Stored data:

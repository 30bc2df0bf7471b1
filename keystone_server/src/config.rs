use std::env;

use keystone_common::Secret;
use keystone_engine::{StoredCredentials, ADMIN_SUBJECT, DEFAULT_TOKEN_LIFETIME};
use log::*;
use rand::{thread_rng, Rng};

const DEFAULT_KS_HOST: &str = "127.0.0.1";
const DEFAULT_KS_PORT: u16 = 8360;
const DEFAULT_MAX_BODY_BYTES: usize = 10 * 1024 * 1024;
const GENERATED_SECRET_LENGTH: usize = 32;

#[derive(Clone, Debug)]
pub struct ServerConfig {
    pub host: String,
    pub port: u16,
    pub auth: AuthConfig,
    /// Request bodies larger than this are rejected with 413 before any handler runs.
    pub max_body_bytes: usize,
}

impl Default for ServerConfig {
    fn default() -> Self {
        Self {
            host: DEFAULT_KS_HOST.to_string(),
            port: DEFAULT_KS_PORT,
            auth: AuthConfig::default(),
            max_body_bytes: DEFAULT_MAX_BODY_BYTES,
        }
    }
}

impl ServerConfig {
    pub fn new(host: &str, port: u16) -> Self {
        Self { host: host.to_string(), port, ..Default::default() }
    }

    pub fn from_env_or_default() -> Self {
        let host = env::var("KS_HOST").ok().unwrap_or_else(|| DEFAULT_KS_HOST.into());
        let port = env::var("KS_PORT")
            .map(|s| {
                s.parse::<u16>().unwrap_or_else(|e| {
                    error!("🪛️ {s} is not a valid port for KS_PORT. {e} Using the default, {DEFAULT_KS_PORT}, instead.");
                    DEFAULT_KS_PORT
                })
            })
            .ok()
            .unwrap_or(DEFAULT_KS_PORT);
        let max_body_bytes = env::var("KS_MAX_BODY_BYTES")
            .map(|s| {
                s.parse::<usize>().unwrap_or_else(|e| {
                    error!(
                        "🪛️ {s} is not a valid size for KS_MAX_BODY_BYTES. {e} Using the default, \
                         {DEFAULT_MAX_BODY_BYTES}, instead."
                    );
                    DEFAULT_MAX_BODY_BYTES
                })
            })
            .ok()
            .unwrap_or(DEFAULT_MAX_BODY_BYTES);
        let auth = AuthConfig::from_env_or_default();
        Self { host, port, auth, max_body_bytes }
    }
}

//--------------------------------------------   AuthConfig   --------------------------------------------------------

#[derive(Clone, Debug)]
pub struct AuthConfig {
    /// The HMAC key used to sign and verify session tokens.
    pub jwt_secret: Secret<Vec<u8>>,
    /// Token lifetime in seconds.
    pub token_lifetime: i64,
    pub admin: StoredCredentials,
}

impl Default for AuthConfig {
    /// A usable but locked-down configuration: a fresh random signing key and no administrator password, so every
    /// login attempt fails.
    fn default() -> Self {
        Self {
            jwt_secret: random_secret(),
            token_lifetime: DEFAULT_TOKEN_LIFETIME,
            admin: StoredCredentials::default(),
        }
    }
}

impl AuthConfig {
    pub fn from_env_or_default() -> Self {
        let jwt_secret = env::var("KS_JWT_SECRET")
            .ok()
            .filter(|s| !s.is_empty())
            .map(|s| Secret::new(s.into_bytes()))
            .unwrap_or_else(|| {
                warn!(
                    "🪛️ KS_JWT_SECRET is not set. A random signing key has been generated. Sessions will not survive \
                     a restart, and tokens will not be accepted by other instances."
                );
                random_secret()
            });
        let token_lifetime = parse_token_lifetime(env::var("KS_TOKEN_LIFETIME").ok().as_deref());
        let username = env::var("KS_ADMIN_USERNAME").ok().unwrap_or_else(|| ADMIN_SUBJECT.to_string());
        let admin = match env::var("KS_ADMIN_PASSWORD_HASH") {
            Ok(hash) if !hash.trim().is_empty() => {
                let salt = env::var("KS_ADMIN_PASSWORD_SALT").ok().unwrap_or_else(|| {
                    warn!("🪛️ KS_ADMIN_PASSWORD_SALT is not set. The password hash is assumed to be unsalted.");
                    String::default()
                });
                StoredCredentials::new(&username, &hash, &salt)
            },
            _ => {
                error!(
                    "🪛️ KS_ADMIN_PASSWORD_HASH is not set. Nobody will be able to log in. Run `keystone_server \
                     hash-password <password> <salt>` to generate a value."
                );
                StoredCredentials::default()
            },
        };
        Self { jwt_secret, token_lifetime, admin }
    }
}

/// Reads a token lifetime in seconds. Missing, unparseable or non-positive values fall back to the default.
pub fn parse_token_lifetime(value: Option<&str>) -> i64 {
    match value.map(|s| s.trim().parse::<i64>()) {
        None => DEFAULT_TOKEN_LIFETIME,
        Some(Ok(v)) if v > 0 => v,
        Some(Ok(v)) => {
            warn!("🪛️ KS_TOKEN_LIFETIME must be positive, but was {v}. Using {DEFAULT_TOKEN_LIFETIME} seconds.");
            DEFAULT_TOKEN_LIFETIME
        },
        Some(Err(e)) => {
            warn!("🪛️ KS_TOKEN_LIFETIME is not a number. {e}. Using {DEFAULT_TOKEN_LIFETIME} seconds.");
            DEFAULT_TOKEN_LIFETIME
        },
    }
}

fn random_secret() -> Secret<Vec<u8>> {
    let mut key = vec![0u8; GENERATED_SECRET_LENGTH];
    thread_rng().fill(key.as_mut_slice());
    Secret::new(key)
}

* **EXERCISE AIM**: Output every entry word for word.

* **TASK RESULT**:
repository 30bc2df0bf7471b1
filename keystone_server/src/config.rs
use std::env;

use keystone_common::Secret;
use keystone_engine::{StoredCredentials, ADMIN_SUBJECT, DEFAULT_TOKEN_LIFETIME};
use log::*;
use rand::{thread_rng, Rng};

const DEFAULT_KS_HOST: &str = "127.0.0.1";
const DEFAULT_KS_PORT: u16 = 8360;
const DEFAULT_MAX_BODY_BYTES: usize = 10 * 1024 * 1024;
const GENERATED_SECRET_LENGTH: usize = 32;

#[derive(Clone, Debug)]
pub struct ServerConfig {
    pub host: String,
    pub port: u16,
    pub auth: AuthConfig,
    /// Request bodies larger than this are rejected with 413 before any handler runs.
    pub max_body_bytes: usize,
}

impl Default for ServerConfig {
    fn default() -> Self {
        Self {
            host: DEFAULT_KS_HOST.to_string(),
            port: DEFAULT_KS_PORT,
            auth: AuthConfig::default(),
            max_body_bytes: DEFAULT_MAX_BODY_BYTES,
        }
    }
}

impl ServerConfig {
    pub fn new(host: &str, port: u16) -> Self {
        Self { host: host.to_string(), port, ..Default::default() }
    }

    pub fn from_env_or_default() -> Self {
        let host = env::var("KS_HOST").ok().unwrap_or_else(|| DEFAULT_KS_HOST.into());
        let port = env::var("KS_PORT")
            .map(|s| {
                s.parse::<u16>().unwrap_or_else(|e| {
                    error!("🪛️ {s} is not a valid port for KS_PORT. {e} Using the default, {DEFAULT_KS_PORT}, instead.");
                    DEFAULT_KS_PORT
                })
            })
            .ok()
            .unwrap_or(DEFAULT_KS_PORT);
        let max_body_bytes = env::var("KS_MAX_BODY_BYTES")
            .map(|s| {
                s.parse::<usize>().unwrap_or_else(|e| {
                    error!(
                        "🪛️ {s} is not a valid size for KS_MAX_BODY_BYTES. {e} Using the default, \
                         {DEFAULT_MAX_BODY_BYTES}, instead."
                    );
                    DEFAULT_MAX_BODY_BYTES
                })
            })
            .ok()
            .unwrap_or(DEFAULT_MAX_BODY_BYTES);
        let auth = AuthConfig::from_env_or_default();
        Self { host, port, auth, max_body_bytes }
    }
}

//--------------------------------------------   AuthConfig   --------------------------------------------------------

#[derive(Clone, Debug)]
pub struct AuthConfig {
    /// The HMAC key used to sign and verify session tokens.
    pub jwt_secret: Secret<Vec<u8>>,
    /// Token lifetime in seconds.
    pub token_lifetime: i64,
    pub admin: StoredCredentials,
}

impl Default for AuthConfig {
    /// A usable but locked-down configuration: a fresh random signing key and no administrator password, so every
    /// login attempt fails.
    fn default() -> Self {
        Self {
            jwt_secret: random_secret(),
            token_lifetime: DEFAULT_TOKEN_LIFETIME,
            admin: StoredCredentials::default(),
        }
    }
}

impl AuthConfig {
    pub fn from_env_or_default() -> Self {
        let jwt_secret = env::var("KS_JWT_SECRET")
            .ok()
            .filter(|s| !s.is_empty())
            .map(|s| Secret::new(s.into_bytes()))
            .unwrap_or_else(|| {
                warn!(
                    "🪛️ KS_JWT_SECRET is not set. A random signing key has been generated. Sessions will not survive \
                     a restart, and tokens will not be accepted by other instances."
                );
                random_secret()
            });
        let token_lifetime = parse_token_lifetime(env::var("KS_TOKEN_LIFETIME").ok().as_deref());
        let username = env::var("KS_ADMIN_USERNAME").ok().unwrap_or_else(|| ADMIN_SUBJECT.to_string());
        let admin = match env::var("KS_ADMIN_PASSWORD_HASH") {
            Ok(hash) if !hash.trim().is_empty() => {
                let salt = env::var("KS_ADMIN_PASSWORD_SALT").ok().unwrap_or_else(|| {
                    warn!("🪛️ KS_ADMIN_PASSWORD_SALT is not set. The password hash is assumed to be unsalted.");
                    String::default()
                });
                StoredCredentials::new(&username, &hash, &salt)
            },
            _ => {
                error!(
                    "🪛️ KS_ADMIN_PASSWORD_HASH is not set. Nobody will be able to log in. Run `keystone_server \
                     hash-password <password> <salt>` to generate a value."
                );
                StoredCredentials::default()
            },
        };
        Self { jwt_secret, token_lifetime, admin }
    }
}

/// Reads a token lifetime in seconds. Missing, unparseable or non-positive values fall back to the default.
pub fn parse_token_lifetime(value: Option<&str>) -> i64 {
    match value.map(|s| s.trim().parse::<i64>()) {
        None => DEFAULT_TOKEN_LIFETIME,
        Some(Ok(v)) if v > 0 => v,
        Some(Ok(v)) => {
            warn!("🪛️ KS_TOKEN_LIFETIME must be positive, but was {v}. Using {DEFAULT_TOKEN_LIFETIME} seconds.");
            DEFAULT_TOKEN_LIFETIME
        },
        Some(Err(e)) => {
            warn!("🪛️ KS_TOKEN_LIFETIME is not a number. {e}. Using {DEFAULT_TOKEN_LIFETIME} seconds.");
            DEFAULT_TOKEN_LIFETIME
        },
    }
}

fn random_secret() -> Secret<Vec<u8>> {
    let mut key = vec![0u8; GENERATED_SECRET_LENGTH];
    thread_rng().fill(key.as_mut_slice());
    Secret::new(key)
}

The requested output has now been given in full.